Im starting cbt on the 2nd of next month..and im hoping at the least it will set me on the way to be able to open up to the possibilty of relationships..as i do seem to get interest. It's so frustrating feeling so alone, wanting to be with a girlfriend, actually receiving interest..and not being able to pursue it. It breaks my heart every day.


----------



## Eia Au (Jul 13, 2010)

1-the current relationship I am in now


----------



## Turkojan (Jan 30, 2010)

Zilcho


----------



## SusanStorm (Oct 27, 2006)

2

My conclusion is that it is ****ing hard to find anyone that I would like to spend more than a few years with.


----------



## MmmmmPretzels (Jul 16, 2010)

1.

She actually has SA as well. I had to end it though cause her parents would never accept a white guy. Some cultures are just... Ugh.


----------



## EFD (Jul 16, 2010)

Too many!


----------



## xstrongandsilentx (Jul 17, 2010)

uhhhh one and a half lol one in high school senior year which ended pretty badly we were 6 months in and it ended during our anniversary and then one that lasted about a day which was odd cuz i had just met the girl we talked and clicked and things moved quick in a day and next day she dumped me for a team mate on the football team. She later found a niche as the team pass around gal. From there Ive been alone no dates no nada. 5 years going strong!..............unfortunately


----------



## Squirrelevant (Jul 27, 2008)

None. I just don't see it ever happening either.


----------



## Inscrutable Banana (Apr 1, 2008)

That would be a big fat zero.

Being the recluse that I am doesn’t afford me with many opportunities to interact with members of the opposite sex. In addition to that, trying to find a woman online is a bit of a lost cause. At least, in my experience it has been—not that I’ve poured my heart and soul into it, mind you. I’ve just made a few lackadaisical attempts at “advertising” myself with long winded profile summaries containing copious amounts of self-deprecating humor, something which surely only conjures up a mental image of Rodney Dangerfield in the minds of those who view my profile.


----------



## imt (Sep 22, 2008)

I've never been in a serious relationship, but I've dated a few girls.


----------



## Absurd (Jul 17, 2010)

None, zilch, zero, nada.

I've had my rare opportunities (like 1? Maybe 2), but I was too much of a chicken to go for them. Though, twice, I've given my heart to someone only for them to tell me they only want to be "friends".


----------



## BuzzAldrin (Jun 20, 2010)

Just the one im in now.. the one i can see ending up badly because of Sa and our huge differences.


----------



## speedy1girl (Jul 22, 2010)

Zero... I've been on a few "dates," like high school dances, but other than that not really anything. Going on a date is the number one thing that freaks me out with SA!! I wish it wasn't the case but I find it really hard to imagine someone would actually be interested in ME. 

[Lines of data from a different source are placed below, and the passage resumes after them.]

//! Share links
//!
//! A share link is any URL whose query string carries the whole item list as
//! a codec token in the `data` parameter. Receiving a link never touches the
//! store directly: it yields a [`ShareOutcome`], and a usable link has to be
//! confirmed by the caller (`ItemStore::confirm_share`) before it overwrites
//! the current list.
//!
//! Whatever the outcome, `clean_url` is the link with the parameter removed,
//! so the caller can forget the token once it has been handled.

use url::Url;

use crate::codec;
use crate::error::DecodeError;
use crate::models::Item;

/// Query parameter carrying the token
pub const SHARE_PARAM: &str = "data";

/// Errors building or reading share links
#[derive(thiserror::Error, Debug)]
pub enum ShareError {
    #[error("Invalid share URL '{url}': {source}")]
    InvalidUrl {
        url: String,
        #[source]
        source: url::ParseError,
    },
}

/// Items decoded from a link, waiting for the user to accept the overwrite
#[derive(Debug, Clone, PartialEq, Eq)]
pub struct ShareIntent {
    pub items: Vec<Item>,
    pub clean_url: String,
}

/// Result of inspecting a URL for a share token
#[derive(Debug)]
pub enum ShareOutcome {
    /// The URL carries no token
    NoShare,
    /// The token could not be decoded; existing state must stay untouched
    Unusable { error: DecodeError, clean_url: String },
    /// The token decoded; confirm before applying
    Pending(ShareIntent),
}

/// Build a share link for `items` on top of `base`
///
/// Any existing `data` parameter on `base` is replaced; other parameters and
/// the fragment are kept.
pub fn share_url(base: &str, items: &[Item]) -> Result<String, ShareError> {
    let mut url = parse(base)?;
    let token = codec::encode(items);
    let kept = other_pairs(&url);

    {
        let mut query = url.query_pairs_mut();
        query.clear();
        for (key, value) in &kept {
            query.append_pair(key, value);
        }
        query.append_pair(SHARE_PARAM, &token);
    }

    Ok(url.to_string())
}

/// Inspect a URL for a share token
pub fn ingest(link: &str) -> Result<ShareOutcome, ShareError> {
    let url = parse(link)?;

    let token = url
        .query_pairs()
        .find(|(key, _)| key == SHARE_PARAM)
        .map(|(_, value)| value.into_owned());
    let Some(token) = token else {
        return Ok(ShareOutcome::NoShare);
    };

    let clean_url = strip_share_param(&url);
    match codec::decode(&token) {
        Ok(items) => {
            tracing::info!("Share link carries {} item(s)", items.len());
            Ok(ShareOutcome::Pending(ShareIntent { items, clean_url }))
        }
        Err(error) => {
            tracing::warn!("Ignoring unusable share link: {}", error);
            Ok(ShareOutcome::Unusable { error, clean_url })
        }
    }
}

fn parse(link: &str) -> Result<Url, ShareError> {
    Url::parse(link.trim()).map_err(|source| ShareError::InvalidUrl {
        url: link.to_string(),
        source,
    })
}

fn other_pairs(url: &Url) -> Vec<(String, String)> {
    url.query_pairs()
        .filter(|(key, _)| key != SHARE_PARAM)
        .map(|(key, value)| (key.into_owned(), value.into_owned()))
        .collect()
}

fn strip_share_param(url: &Url) -> String {
    let kept = other_pairs(url);
    let mut clean = url.clone();
    if kept.is_empty() {
        clean.set_query(None);
    } else {
        clean.query_pairs_mut().clear().extend_pairs(kept);
    }
    clean.to_string()
}

#[cfg(test)]
mod tests {
    use super::*;

    fn item(id: &str, title: &str) -> Item {
        Item {
            id: id.to_string(),
            title: title.to_string(),
            content: "Hold 30 seconds".to_string(),
            caution: String::new(),
            link: String::new(),
            tags: vec!["ストレッチ".to_string()],
            created_at: 100,
            updated_at: 200,
        }
    }

    #[test]
    fn test_share_roundtrip() {
        let items = vec![item("a", "Hip Flexor"), item("b", "Child's Pose")];
        let link = share_url("https://guides.example/app", &items).unwrap();
        assert!(link.contains("?data="));

        match ingest(&link).unwrap() {
            ShareOutcome::Pending(intent) => {
                assert_eq!(intent.items, items);
                assert_eq!(intent.clean_url, "https://guides.example/app");
            }
            other => panic!("unexpected outcome: {:?}", other),
        }
    }

    #[test]
    fn test_share_url_replaces_existing_token_and_keeps_other_params() {
        let items = vec![item("a", "Squat")];
        let link = share_url("https://guides.example/?lang=en&data=old#top", &items).unwrap();

        assert_eq!(link.matches("data=").count(), 1);
        assert!(link.contains("lang=en"));
        assert!(link.ends_with("#top"));

        match ingest(&link).unwrap() {
            ShareOutcome::Pending(intent) => {
                assert_eq!(intent.clean_url, "https://guides.example/?lang=en#top");
            }
            other => panic!("unexpected outcome: {:?}", other),
        }
    }

    #[test]
    fn test_no_share_param() {
        let outcome = ingest("https://guides.example/?lang=en").unwrap();
        assert!(matches!(outcome, ShareOutcome::NoShare));
    }

    #[test]
    fn test_unusable_token() {
        let outcome = ingest("formguide://share?data=%%%not-a-token").unwrap();
        match outcome {
            ShareOutcome::Unusable { clean_url, .. } => {
                assert!(!clean_url.contains("data="));
            }
            other => panic!("unexpected outcome: {:?}", other),
        }
    }

    #[test]
    fn test_custom_scheme_base() {
        let items = vec![item("a", "Cat Cow")];
        let link = share_url("formguide://share", &items).unwrap();
        assert!(link.starts_with("formguide://share?data="));
        assert!(matches!(ingest(&link).unwrap(), ShareOutcome::Pending(_)));
    }

    #[test]
    fn test_invalid_url() {
        assert!(matches!(
            ingest("not a url").unwrap_err(),
            ShareError::InvalidUrl { .. }
        ));
    }
}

Sometimes I think I'm just too picky because I honestly have met less than a handful of guys that I could see myself marrying anyway. I've signed up for dating sites to see if there are more of my type of guys out there.... there are, I just don't know how to meet them and I don't want to say I met someone on eharmony, haha...


----------



## emptybottle2 (Jan 18, 2009)

edit. nvm


----------